▶ ACTIVITY:
Write the entries out exactly, with the final line being the one containing "frames resolve it.".

▶ DATA UNDER STUDY:
// SPDX-License-Identifier: BUSL-1.1
// Copyright (c) 2026 Alfred Jean LLC

//! Client-side bridge to the relay: one WebSocket, a waiter registry keyed
//! by requestId, and a buffer for outcomes that race ahead of their waiters.

use std::collections::HashMap;
use std::sync::Arc;
use std::time::{Duration, Instant};

use futures_util::{SinkExt, StreamExt};
use tokio::sync::{mpsc, oneshot, Mutex};
use tokio_tungstenite::tungstenite::Message;
use tokio_util::sync::CancellationToken;
use tracing::{debug, info, warn};

use tfclaw_proto::wire::{
    parse_frame, CaptureSource, ClientType, CommandPayload, Frame, ScreenCapture, SessionState,
};

/// Early outcomes/progress are held this long for a late waiter.
const EARLY_BUFFER_TTL: Duration = Duration::from_secs(60);
/// Bound on buffered requestIds.
const EARLY_BUFFER_MAX: usize = 256;

/// What a waiter is waiting for; decides which frames resolve it.
#[derive(Debug, Clone, Copy, PartialEq, Eq)]
pub enum WaitKind {
    /// A relay-level acknowledgement (typed terminal commands).
    Ack,
    /// A final `agent.command_result`.
    Command,
    /// An `agent.capture_sources` list.
    CaptureList,
    /// An `agent.screen_capture` grab.
    CaptureGrab,
}

/// Terminal outcome of a request.
#[derive(Debug, Clone)]
pub enum Outcome {
    /// Positive relay ack (typed commands with no agent result).
    Ack { message: Option<String> },
    /// Negative relay ack (no agent attached, protocol refusals).
    Refused { message: String },
    /// Final command result from the agent.
    Result { output: String },
    CaptureSources(Vec<CaptureSource>),
    Capture(Box<ScreenCapture>),
    /// `agent.error` carrying this requestId.
    AgentFailure { code: String, message: String },
    /// The relay connection dropped while waiting.
    Disconnected,
}

struct Waiter {
    kind: WaitKind,
    outcome_tx: oneshot::Sender<Outcome>,
    progress_tx: mpsc::UnboundedSender<String>,
}

#[derive(Default)]
struct EarlyEntry {
    progress: Vec<String>,
    outcome: Option<Outcome>,
    at: Option<Instant>,
}

/// Shared bridge state. Constructed detached from any socket so tests can
/// feed frames directly; `spawn_connection` attaches the real WebSocket.
pub struct RelayBridge {
    outbound: mpsc::UnboundedSender<Frame>,
    waiters: Mutex<HashMap<String, Waiter>>,
    early: Mutex<HashMap<String, EarlyEntry>>,
    /// Latest composed session view from `relay.state`.
    state: Mutex<SessionState>,
}

impl RelayBridge {
    /// Build a bridge plus the outbound frame stream the socket task drains.
    pub fn new() -> (Arc<Self>, mpsc::UnboundedReceiver<Frame>) {
        let (tx, rx) = mpsc::unbounded_channel();
        let bridge = Arc::new(Self {
            outbound: tx,
            waiters: Mutex::new(HashMap::new()),
            early: Mutex::new(HashMap::new()),
            state: Mutex::new(SessionState::default()),
        });
        (bridge, rx)
    }

    /// Latest session view.
    pub async fn session_state(&self) -> SessionState {
        self.state.lock().await.clone()
    }

    /// Queue a `client.command`, returning its generated requestId.
    pub fn send_command(&self, payload: CommandPayload) -> anyhow::Result<String> {
        let request_id = tfclaw_proto::new_id();
        self.outbound
            .send(Frame::ClientCommand { request_id: Some(request_id.clone()), payload })
            .map_err(|_| anyhow::anyhow!("relay connection closed"))?;
        Ok(request_id)
    }

    /// Register interest in a requestId. Buffered progress is replayed in
    /// order; a buffered outcome resolves the wait immediately.
    pub async fn register_waiter(
        &self,
        request_id: &str,
        kind: WaitKind,
    ) -> (oneshot::Receiver<Outcome>, mpsc::UnboundedReceiver<String>) {
        let (outcome_tx, outcome_rx) = oneshot::channel();
        let (progress_tx, progress_rx) = mpsc::unbounded_channel();

        let buffered = self.early.lock().await.remove(request_id);
        match buffered {
            Some(entry) => {
                for body in entry.progress {
                    let _ = progress_tx.send(body);
                }
                match entry.outcome {
                    Some(outcome) => {
                        let _ = outcome_tx.send(outcome);
                    }
                    None => {
                        self.waiters.lock().await.insert(
                            request_id.to_owned(),
                            Waiter { kind, outcome_tx, progress_tx },
                        );
                    }
                }
            }
            None => {
                self.waiters
                    .lock()
                    .await
                    .insert(request_id.to_owned(), Waiter { kind, outcome_tx, progress_tx });
            }
        }

        (outcome_rx, progress_rx)
    }

    /// Drop a waiter (timeout or caller abandoned the wait).
    pub async fn remove_waiter(&self, request_id: &str) {
        self.waiters.lock().await.remove(request_id);
    }

    /// Await the outcome with a deadline; the waiter is removed either way.
    pub async fn await_outcome(
        &self,
        request_id: &str,
        outcome_rx: oneshot::Receiver<Outcome>,
        timeout: Duration,
    ) -> Result<Outcome, &'static str> {
        let result = tokio::time::timeout(timeout, outcome_rx).await;
        self.remove_waiter(request_id).await;
        match result {
            Ok(Ok(outcome)) => Ok(outcome),
            Ok(Err(_)) => Err("relay disconnected"),
            Err(_) => Err("command timeout"),
        }
    }

    /// Process one frame from the relay.
    pub async fn handle_frame(&self, frame: Frame) {
        match frame {
            Frame::RelayState(state) => {
                *self.state.lock().await = state;
            }
            Frame::AgentTerminalOutput { .. } => {
                // Raw deltas stream to viewers; the gateway reads composed
                // state instead.
            }
            Frame::AgentTerminalList { .. } | Frame::AgentRegister(_) => {}
            Frame::AgentCommandResult { request_id, output, progress, .. } => {
                if progress == Some(true) {
                    self.deliver_progress(&request_id, output).await;
                } else {
                    self.deliver_outcome(&request_id, Outcome::Result { output }, |_| true).await;
                }
            }
            Frame::AgentError { code, message, request_id } => match request_id {
                Some(id) => {
                    self.deliver_outcome(&id, Outcome::AgentFailure { code, message }, |_| true)
                        .await;
                }
                None => warn!(code = %code, message = %message, "agent error"),
            },
            Frame::AgentCaptureSources { request_id, sources } => {
                if let Some(id) = request_id {
                    self.deliver_outcome(&id, Outcome::CaptureSources(sources), |kind| {
                        kind == WaitKind::CaptureList
                    })
                    .await;
                }
            }
            Frame::AgentScreenCapture(capture) => {
                if let Some(id) = capture.request_id.clone() {
                    self.deliver_outcome(&id, Outcome::Capture(Box::new(capture)), |kind| {
                        kind == WaitKind::CaptureGrab
                    })
                    .await;
                }
            }
            Frame::RelayAck { request_id, ok, message } => {
                let Some(id) = request_id else {
                    debug!(ok, message = message.as_deref().unwrap_or(""), "relay ack");
                    return;
                };
                if ok {
                    // Only ack-waiters end on a positive ack; command waiters
                    // keep waiting for the agent's result.
                    self.deliver_outcome(&id, Outcome::Ack { message }, |kind| {
                        kind == WaitKind::Ack
                    })
                    .await;
                } else {
                    let message = message.unwrap_or_else(|| "request refused".to_owned());
                    self.deliver_outcome(&id, Outcome::Refused { message }, |_| true).await;
                }
            }
            other => {
                warn!(frame = other.type_name(), "unexpected frame from relay, dropped");
            }
        }
    }

    /// Reject every waiter; called when the socket drops.
    pub async fn on_disconnect(&self) {
        let mut waiters = self.waiters.lock().await;
        for (_, waiter) in waiters.drain() {
            let _ = waiter.outcome_tx.send(Outcome::Disconnected);
        }
        *self.state.lock().await = SessionState::default();
    }

    async fn deliver_progress(&self, request_id: &str, body: String) {
        {
            let waiters = self.waiters.lock().await;
            if let Some(waiter) = waiters.get(request_id) {
                let _ = waiter.progress_tx.send(body);
                return;
            }
        }
        self.buffer_early(request_id, |entry| entry.progress.push(body)).await;
    }

    /// Resolve a waiter if `accepts` matches its kind, else buffer.
    async fn deliver_outcome<F>(&self, request_id: &str, outcome: Outcome, accepts: F)
    where
        F: Fn(WaitKind) -> bool,
    {
        let waiter = {
            let mut waiters = self.waiters.lock().await;
            let kind = waiters.get(request_id).map(|w| w.kind);
            match kind {
                Some(kind) if accepts(kind) => waiters.remove(request_id),
                Some(_) => return, // not for this waiter kind; drop
                None => None,
            }
        };
        match waiter {
            Some(waiter) => {
                let _ = waiter.outcome_tx.send(outcome);
            }
            None => {
                self.buffer_early(request_id, |entry| entry.outcome = Some(outcome)).await;
            }
        }
    }

    async fn buffer_early<F: FnOnce(&mut EarlyEntry)>(&self, request_id: &str, apply: F) {
        let now = Instant::now();
        let mut early = self.early.lock().await;
        early.retain(|_, e| {
            e.at.map(|at| now.duration_since(at) < EARLY_BUFFER_TTL).unwrap_or(true)
        });
        if early.len() >= EARLY_BUFFER_MAX && !early.contains_key(request_id) {
            return;
        }
        let entry = early.entry(request_id.to_owned()).or_default();
        if entry.at.is_none() {
            entry.at = Some(now);
        }
        apply(entry);
    }
}

/// Attach the bridge to a relay URL: connect, say hello, pump frames, and
/// reconnect with capped backoff until shutdown.
pub fn spawn_connection(
    bridge: Arc<RelayBridge>,
    url: String,
    client_type: ClientType,
    mut outbound_rx: mpsc::UnboundedReceiver<Frame>,
    shutdown: CancellationToken,
) {
    tokio::spawn(async move {
        let mut attempt: u32 = 0;
        while !shutdown.is_cancelled() {
            match tokio_tungstenite::connect_async(url.as_str()).await {
                Ok((ws, _)) => {
                    attempt = 0;
                    info!("connected to relay");
                    let (mut ws_tx, mut ws_rx) = ws.split();
                    let hello = Frame::ClientHello { client_type };
                    if ws_tx.send(Message::Text(hello.to_text().into())).await.is_err() {
                        continue;
                    }

                    loop {
                        tokio::select! {
                            _ = shutdown.cancelled() => {
                                let _ = ws_tx.send(Message::Close(None)).await;
                                return;
                            }
                            frame = outbound_rx.recv() => {
                                match frame {
                                    Some(frame) => {
                                        if ws_tx
                                            .send(Message::Text(frame.to_text().into()))
                                            .await
                                            .is_err()
                                        {
                                            break;
                                        }
                                    }
                                    None => return,
                                }
                            }
                            msg = ws_rx.next() => {
                                match msg {
                                    Some(Ok(Message::Text(text))) => {
                                        match parse_frame(&text) {
                                            Ok(frame) => bridge.handle_frame(frame).await,
                                            Err(e) => {
                                                warn!(err = %e, "undecodable frame, dropped");
                                            }
                                        }
                                    }
                                    Some(Ok(Message::Close(_))) | None => break,
                                    Some(Err(_)) => break,
                                    Some(Ok(_)) => {}
                                }
                            }
                        }
                    }

                    bridge.on_disconnect().await;
                    warn!("relay connection lost");
                }
                Err(e) => {
                    debug!(err = %e, "relay connect failed");
                }
            }

            attempt += 1;
            let delay = Duration::from_millis((500 * u64::from(attempt)).min(10_000));
            tokio::select! {
                _ = tokio::time::sleep(delay) => {}
                _ = shutdown.cancelled() => break,
            }
        }
    });
}

#[cfg(test)]
#[path = "bridge_tests.rs"]
mod tests;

▶ RESULT:
// SPDX-License-Identifier: BUSL-1.1
// Copyright (c) 2026 Alfred Jean LLC

//! Client-side bridge to the relay: one WebSocket, a waiter registry keyed
//! by requestId, and a buffer for outcomes that race ahead of their waiters.

use std::collections::HashMap;
use std::sync::Arc;
use std::time::{Duration, Instant};

use futures_util::{SinkExt, StreamExt};
use tokio::sync::{mpsc, oneshot, Mutex};
use tokio_tungstenite::tungstenite::Message;
use tokio_util::sync::CancellationToken;
use tracing::{debug, info, warn};

use tfclaw_proto::wire::{
    parse_frame, CaptureSource, ClientType, CommandPayload, Frame, ScreenCapture, SessionState,
};

/// Early outcomes/progress are held this long for a late waiter.
const EARLY_BUFFER_TTL: Duration = Duration::from_secs(60);
/// Bound on buffered requestIds.
const EARLY_BUFFER_MAX: usize = 256;

/// What a waiter is waiting for; decides which frames resolve it.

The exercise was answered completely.